# I'm just curious!



## kelixander (Apr 22, 2014)

I have 3 chickens and at least an hour before the other 2, 1 of them goes into the coop to roost. The other 2 wait until the last moment before the automatic timer closes the pop-hole.

I was just wondering if this is normal as I'm new to keeping chickens and am still only in to the first week of having them.

Thanks.


----------



## hellofromtexas (Feb 16, 2014)

kelixander said:


> I have 3 chickens and at least an hour before the other 2, 1 of them goes into the coop to roost. The other 2 wait until the last moment before the automatic timer closes the pop-hole.
> 
> I was just wondering if this is normal as I'm new to keeping chickens and am still only in to the first week of having them.
> 
> Thanks.


Yes, while I don't have an automatic chicken door. When it gets dark out, they put themselves up. The degree of darkness depends on the hen.

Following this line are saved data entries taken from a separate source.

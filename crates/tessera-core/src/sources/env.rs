//! Environment variable property source
//!
//! With a prefix, only `PREFIX__*` variables are taken; the prefix is
//! stripped, `__` becomes `.` and the key is lowercased, so
//! `APP__SERVER__PORT` is exposed as `server.port`.

use crate::source::{PropertySource, ordinals};
use crate::value::PropertyValue;

use std::collections::BTreeMap;
use std::ffi::OsString;
use tracing::debug;

const SEPARATOR: &str = "__";

/// Snapshot of the process environment
#[derive(Debug, Clone)]
pub struct EnvPropertySource {
    name: String,
    prefix: Option<String>,
    properties: BTreeMap<String, String>,
}

impl EnvPropertySource {
    /// Snapshot all environment variables, keys unchanged
    pub fn new() -> Self {
        Self::from_vars(process_vars(), None)
    }

    /// Snapshot `PREFIX__*` variables with key mapping
    pub fn with_prefix(prefix: impl Into<String>) -> Self {
        Self::from_vars(process_vars(), Some(prefix.into()))
    }

    /// Build from an explicit variable list
    pub fn from_vars<K, V>(vars: impl IntoIterator<Item = (K, V)>, prefix: Option<String>) -> Self
    where
        K: Into<String>,
        V: Into<String>,
    {
        let properties = vars
            .into_iter()
            .filter_map(|(name, value)| {
                let name = name.into();
                let key = match &prefix {
                    Some(prefix) => map_prefixed(&name, prefix)?,
                    None => name,
                };
                Some((key, value.into()))
            })
            .collect();

        let name = match &prefix {
            Some(prefix) => format!("environment:{prefix}"),
            None => "environment".to_string(),
        };

        Self {
            name,
            prefix,
            properties,
        }
    }

    pub fn prefix(&self) -> Option<&str> {
        self.prefix.as_deref()
    }
}

impl Default for EnvPropertySource {
    fn default() -> Self {
        Self::new()
    }
}

/// Process environment, skipping variables that are not valid UTF-8
fn process_vars() -> impl Iterator<Item = (String, String)> {
    std::env::vars_os().filter_map(|(name, value)| utf8_var(name, value))
}

fn utf8_var(name: OsString, value: OsString) -> Option<(String, String)> {
    match (name.into_string(), value.into_string()) {
        (Ok(name), Ok(value)) => Some((name, value)),
        (Ok(name), Err(_)) => {
            debug!("Skipping environment variable {name}: value is not valid UTF-8");
            None
        }
        (Err(name), _) => {
            debug!("Skipping environment variable {:?}: name is not valid UTF-8", name);
            None
        }
    }
}

fn map_prefixed(var: &str, prefix: &str) -> Option<String> {
    let rest = var.strip_prefix(prefix)?.strip_prefix(SEPARATOR)?;
    if rest.is_empty() {
        return None;
    }
    Some(rest.split(SEPARATOR).collect::<Vec<_>>().join(".").to_lowercase())
}

impl PropertySource for EnvPropertySource {
    fn name(&self) -> &str {
        &self.name
    }

    fn default_ordinal(&self) -> i32 {
        ordinals::ENVIRONMENT
    }

    fn get(&self, key: &str) -> Option<PropertyValue> {
        self.properties
            .get(key)
            .map(|value| PropertyValue::new(key, value.clone(), self.name.clone()))
    }

    fn properties(&self) -> BTreeMap<String, PropertyValue> {
        self.properties
            .iter()
            .map(|(key, value)| {
                (
                    key.clone(),
                    PropertyValue::new(key.clone(), value.clone(), self.name.clone()),
                )
            })
            .collect()
    }
}

#[cfg(test)]
mod tests {
    use super::*;

    #[test]
    fn test_prefix_mapping() {
        let source = EnvPropertySource::from_vars(
            [
                ("APP__SERVER__PORT", "9090"),
                ("APP__LOGGING__LEVEL", "debug"),
                ("APPLICATION", "ignored"),
                ("APP__", "ignored"),
                ("HOME", "/root"),
            ],
            Some("APP".to_string()),
        );

        let props = source.properties();
        assert_eq!(props.len(), 2);
        assert_eq!(source.get("server.port").unwrap().value(), "9090");
        assert_eq!(source.get("logging.level").unwrap().value(), "debug");
        assert_eq!(source.name(), "environment:APP");
        assert_eq!(source.ordinal(), ordinals::ENVIRONMENT);
    }

    #[test]
    fn test_without_prefix_keeps_names() {
        let source = EnvPropertySource::from_vars([("HOME", "/root")], None);
        assert_eq!(source.get("HOME").unwrap().value(), "/root");
    }

    #[cfg(unix)]
    #[test]
    fn test_non_utf8_variables_are_skipped() {
        use std::os::unix::ffi::OsStringExt;

        let bad = || OsString::from_vec(b"fo\xff".to_vec());
        assert_eq!(utf8_var(OsString::from("APP__BAD"), bad()), None);
        assert_eq!(utf8_var(bad(), OsString::from("value")), None);
        assert_eq!(
            utf8_var(OsString::from("APP__OK"), OsString::from("1")),
            Some(("APP__OK".to_string(), "1".to_string()))
        );

        let vars = [(OsString::from("APP__BAD"), bad()), (OsString::from("APP__GOOD"), OsString::from("yes"))]
            .into_iter()
            .filter_map(|(name, value)| utf8_var(name, value));
        let source = EnvPropertySource::from_vars(vars, Some("APP".to_string()));
        assert_eq!(source.properties().len(), 1);
        assert_eq!(source.get("good").unwrap().value(), "yes");
    }

    #[test]
    fn test_process_snapshot() {
        let source = EnvPropertySource::with_prefix("TESSERA_UNSET_PREFIX");
        assert!(source.properties().is_empty());
    }
}
//! Change classification and change sets

use serde::{Deserialize, Serialize};
use std::collections::BTreeMap;

/// Kind of change
#[derive(Debug, Clone, Copy, PartialEq, Eq, Hash, Serialize, Deserialize)]
#[serde(rename_all = "lowercase")]
pub enum ChangeType {
    /// Key or source did not exist before
    New,
    /// Key or source existed and changed
    Updated,
    /// Key or source no longer exists
    Deleted,
}

impl std::fmt::Display for ChangeType {
    fn fmt(&self, f: &mut std::fmt::Formatter<'_>) -> std::fmt::Result {
        match self {
            Self::New => write!(f, "new"),
            Self::Updated => write!(f, "updated"),
            Self::Deleted => write!(f, "deleted"),
        }
    }
}

/// Change of a single key
#[derive(Debug, Clone, PartialEq, Eq, Serialize, Deserialize)]
pub struct PropertyChange {
    pub key: String,
    #[serde(skip_serializing_if = "Option::is_none")]
    pub old_value: Option<String>,
    #[serde(skip_serializing_if = "Option::is_none")]
    pub new_value: Option<String>,
}

impl PropertyChange {
    /// Build a change; `None` when nothing changed
    pub fn between(key: impl Into<String>, old_value: Option<String>, new_value: Option<String>) -> Option<Self> {
        if old_value == new_value {
            return None;
        }
        Some(Self {
            key: key.into(),
            old_value,
            new_value,
        })
    }

    pub fn change_type(&self) -> ChangeType {
        match (&self.old_value, &self.new_value) {
            (None, _) => ChangeType::New,
            (_, None) => ChangeType::Deleted,
            _ => ChangeType::Updated,
        }
    }
}

/// Ordered set of key changes
#[derive(Debug, Clone, Default, PartialEq, Eq, Serialize, Deserialize)]
#[serde(transparent)]
pub struct ChangeSet {
    changes: BTreeMap<String, PropertyChange>,
}

impl ChangeSet {
    pub fn new() -> Self {
        Self::default()
    }

    /// Delta between two key/value snapshots.
    ///
    /// Keys only in `new` are new, keys in both with different values are
    /// updated, keys only in `old` are deleted. Equal snapshots give an
    /// empty set.
    pub fn between(old: &BTreeMap<String, String>, new: &BTreeMap<String, String>) -> Self {
        let mut set = Self::new();
        for (key, new_value) in new {
            set.record(key, old.get(key).cloned(), Some(new_value.clone()));
        }
        for (key, old_value) in old {
            if !new.contains_key(key) {
                set.record(key, Some(old_value.clone()), None);
            }
        }
        set
    }

    /// Record a change for a key, replacing an earlier one.
    ///
    /// Recording `old == new` removes any earlier change for the key.
    pub fn record(&mut self, key: &str, old_value: Option<String>, new_value: Option<String>) {
        match PropertyChange::between(key, old_value, new_value) {
            Some(change) => {
                self.changes.insert(key.to_string(), change);
            }
            None => {
                self.changes.remove(key);
            }
        }
    }

    /// Merge another set; entries of `other` win on the same key
    pub fn extend(&mut self, other: ChangeSet) {
        self.changes.extend(other.changes);
    }

    pub fn is_empty(&self) -> bool {
        self.changes.is_empty()
    }

    pub fn len(&self) -> usize {
        self.changes.len()
    }

    pub fn get(&self, key: &str) -> Option<&PropertyChange> {
        self.changes.get(key)
    }

    pub fn iter(&self) -> impl Iterator<Item = &PropertyChange> {
        self.changes.values()
    }

    fn of_type(&self, change_type: ChangeType) -> impl Iterator<Item = &PropertyChange> {
        self.iter().filter(move |c| c.change_type() == change_type)
    }

    pub fn added(&self) -> Vec<&PropertyChange> {
        self.of_type(ChangeType::New).collect()
    }

    pub fn updated(&self) -> Vec<&PropertyChange> {
        self.of_type(ChangeType::Updated).collect()
    }

    pub fn removed(&self) -> Vec<&PropertyChange> {
        self.of_type(ChangeType::Deleted).collect()
    }

    pub fn added_size(&self) -> usize {
        self.of_type(ChangeType::New).count()
    }

    pub fn updated_size(&self) -> usize {
        self.of_type(ChangeType::Updated).count()
    }

    pub fn removed_size(&self) -> usize {
        self.of_type(ChangeType::Deleted).count()
    }

    pub fn is_key_affected(&self, key: &str) -> bool {
        self.changes.contains_key(key)
    }

    pub fn is_added(&self, key: &str) -> bool {
        self.is_of_type(key, ChangeType::New)
    }

    pub fn is_updated(&self, key: &str) -> bool {
        self.is_of_type(key, ChangeType::Updated)
    }

    pub fn is_removed(&self, key: &str) -> bool {
        self.is_of_type(key, ChangeType::Deleted)
    }

    fn is_of_type(&self, key: &str, change_type: ChangeType) -> bool {
        self.get(key).is_some_and(|c| c.change_type() == change_type)
    }
}

impl<'a> IntoIterator for &'a ChangeSet {
    type Item = &'a PropertyChange;
    type IntoIter = std::collections::btree_map::Values<'a, String, PropertyChange>;

    fn into_iter(self) -> Self::IntoIter {
        self.changes.values()
    }
}

/// Delegates the change-set queries of a type holding a `changes: ChangeSet`
macro_rules! delegate_change_set {
    ($ty:ty) => {
        impl $ty {
            pub fn changes(&self) -> &$crate::change::ChangeSet {
                &self.changes
            }

            pub fn is_empty(&self) -> bool {
                self.changes.is_empty()
            }

            pub fn len(&self) -> usize {
                self.changes.len()
            }

            pub fn added_size(&self) -> usize {
                self.changes.added_size()
            }

            pub fn updated_size(&self) -> usize {
                self.changes.updated_size()
            }

            pub fn removed_size(&self) -> usize {
                self.changes.removed_size()
            }

            pub fn is_key_affected(&self, key: &str) -> bool {
                self.changes.is_key_affected(key)
            }

            pub fn is_added(&self, key: &str) -> bool {
                self.changes.is_added(key)
            }

            pub fn is_updated(&self, key: &str) -> bool {
                self.changes.is_updated(key)
            }

            pub fn is_removed(&self, key: &str) -> bool {
                self.changes.is_removed(key)
            }

            pub fn added(&self) -> Vec<&$crate::change::PropertyChange> {
                self.changes.added()
            }

            pub fn updated(&self) -> Vec<&$crate::change::PropertyChange> {
                self.changes.updated()
            }

            pub fn removed(&self) -> Vec<&$crate::change::PropertyChange> {
                self.changes.removed()
            }
        }
    };
}

pub(crate) use delegate_change_set;

#[cfg(test)]
mod tests {
    use super::*;

    fn map(pairs: &[(&str, &str)]) -> BTreeMap<String, String> {
        pairs
            .iter()
            .map(|(k, v)| (k.to_string(), v.to_string()))
            .collect()
    }

    #[test]
    fn test_change_type_display() {
        assert_eq!(ChangeType::New.to_string(), "new");
        assert_eq!(ChangeType::Updated.to_string(), "updated");
        assert_eq!(ChangeType::Deleted.to_string(), "deleted");
    }

    #[test]
    fn test_delta_classification() {
        let old = map(&[("kept", "1"), ("changed", "a"), ("gone", "x")]);
        let new = map(&[("kept", "1"), ("changed", "b"), ("fresh", "y")]);

        let set = ChangeSet::between(&old, &new);
        assert_eq!(set.len(), 3);
        assert!(set.is_added("fresh"));
        assert!(set.is_updated("changed"));
        assert!(set.is_removed("gone"));
        assert!(!set.is_key_affected("kept"));
        assert_eq!(set.added_size(), 1);
        assert_eq!(set.updated_size(), 1);
        assert_eq!(set.removed_size(), 1);

        let updated = set.get("changed").unwrap();
        assert_eq!(updated.old_value.as_deref(), Some("a"));
        assert_eq!(updated.new_value.as_deref(), Some("b"));
    }

    #[test]
    fn test_equal_snapshots_give_empty_set() {
        let snapshot = map(&[("a", "1"), ("b", "2")]);
        assert!(ChangeSet::between(&snapshot, &snapshot.clone()).is_empty());
        assert!(ChangeSet::between(&BTreeMap::new(), &BTreeMap::new()).is_empty());
    }

    #[test]
    fn test_record_noop_clears_earlier_change() {
        let mut set = ChangeSet::new();
        set.record("k", None, Some("v".into()));
        assert!(set.is_added("k"));

        set.record("k", Some("v".into()), Some("v".into()));
        assert!(set.is_empty());
    }

    #[test]
    fn test_serializes_as_map() {
        let set = ChangeSet::between(&map(&[]), &map(&[("a", "1")]));
        let json = serde_json::to_value(&set).unwrap();
        assert_eq!(json["a"]["new_value"], "1");
        assert!(json["a"].get("old_value").is_none());
    }
}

Mine go up an hour before sundown but my cousins go as long as they can


----------



## robin416 (Sep 8, 2013)

Chances are the one that puts itself up early is the low bird.


----------



## kelixander (Apr 22, 2014)

robin416 said:


> Chances are the one that puts itself up early is the low bird.


That's what we thought. She is the clever one though, she's always the the first to do things. She's the only one who went to roost from the first night too, the other 2 got locked out the first couple of nights until we went and opened the door for them lol

I did read that the pecking order wasn't established until they started laying eggs, which mine aren't yet, is this correct?


----------



## robin416 (Sep 8, 2013)

I've seen chicks establishing hierarchy. So, I think there might be some misinformation there.


----------



## kelixander (Apr 22, 2014)

robin416 said:


> I've seen chicks establishing hierarchy. So, I think there might be some misinformation there.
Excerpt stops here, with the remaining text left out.